WHAT TO WORK ON:
The expected output is the complete listing, copied exactly.
[[ DATA SHOWN, beginning ]]
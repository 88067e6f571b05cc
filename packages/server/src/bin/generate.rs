//! One-shot generation CLI
//!
//! Runs the full pipeline for a single URL without the HTTP server:
//! useful for smoke-testing the mulmo toolchain and prompt changes.

use anyhow::{Context, Result};
use clap::Parser;
use server_core::kernel::jobs::JobSpec;
use server_core::kernel::{ContentGenerator, LogProgress, MulmoPipeline};
use server_core::Config;
use tracing_subscriber::{layer::SubscriberExt, util::SubscriberInitExt};

#[derive(Parser)]
#[command(name = "generate")]
#[command(about = "Generate a MulmoScript video from a web page")]
struct Cli {
    /// Page to turn into a video
    url: String,

    /// Visual style: "ghibli" or "business"
    #[arg(long, default_value = "ghibli")]
    style: String,

    /// Burn subtitles into the video
    #[arg(long)]
    subtitles: bool,
}

#[tokio::main]
async fn main() -> Result<()> {
    tracing_subscriber::registry()
        .with(
            tracing_subscriber::EnvFilter::try_from_default_env()
                .unwrap_or_else(|_| "info,server_core=debug".into()),
        )
        .with(tracing_subscriber::fmt::layer())
        .init();

    let cli = Cli::parse();

    let config = Config::from_env().context("Failed to load configuration")?;
    let pipeline = MulmoPipeline::from_config(&config)?;

    let spec = JobSpec {
        url: cli.url,
        style: cli.style,
        subtitles: cli.subtitles,
    };

    println!("Generating content for {}...", spec.url);

    let result = pipeline.generate(&spec, &LogProgress).await?;

    println!("\nGeneration complete!");
    println!("  Script: {}", result.script_path);
    println!("  Output: {}", result.output_dir);

    Ok(())
}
[[ DATA SHOWN, end ]]
WORKED SOLUTION:
repository 88067e6f571b05cc
filename packages/server/src/bin/generate.rs
//! One-shot generation CLI
//!
//! Runs the full pipeline for a single URL without the HTTP server:
//! useful for smoke-testing the mulmo toolchain and prompt changes.

use anyhow::{Context, Result};
use clap::Parser;
use server_core::kernel::jobs::JobSpec;
use server_core::kernel::{ContentGenerator, LogProgress, MulmoPipeline};
use server_core::Config;
use tracing_subscriber::{layer::SubscriberExt, util::SubscriberInitExt};

#[derive(Parser)]
#[command(name = "generate")]
#[command(about = "Generate a MulmoScript video from a web page")]
struct Cli {
    /// Page to turn into a video
    url: String,

    /// Visual style: "ghibli" or "business"
    #[arg(long, default_value = "ghibli")]
    style: String,

    /// Burn subtitles into the video
    #[arg(long)]
    subtitles: bool,
}

#[tokio::main]
async fn main() -> Result<()> {
    tracing_subscriber::registry()
        .with(
            tracing_subscriber::EnvFilter::try_from_default_env()
                .unwrap_or_else(|_| "info,server_core=debug".into()),
        )
        .with(tracing_subscriber::fmt::layer())
        .init();

    let cli = Cli::parse();

    let config = Config::from_env().context("Failed to load configuration")?;
    let pipeline = MulmoPipeline::from_config(&config)?;

    let spec = JobSpec {
        url: cli.url,
        style: cli.style,
        subtitles: cli.subtitles,
    };

    println!("Generating content for {}...", spec.url);

    let result = pipeline.generate(&spec, &LogProgress).await?;

    println!("\nGeneration complete!");
    println!("  Script: {}", result.script_path);
    println!("  Output: {}", result.output_dir);

    Ok(())
}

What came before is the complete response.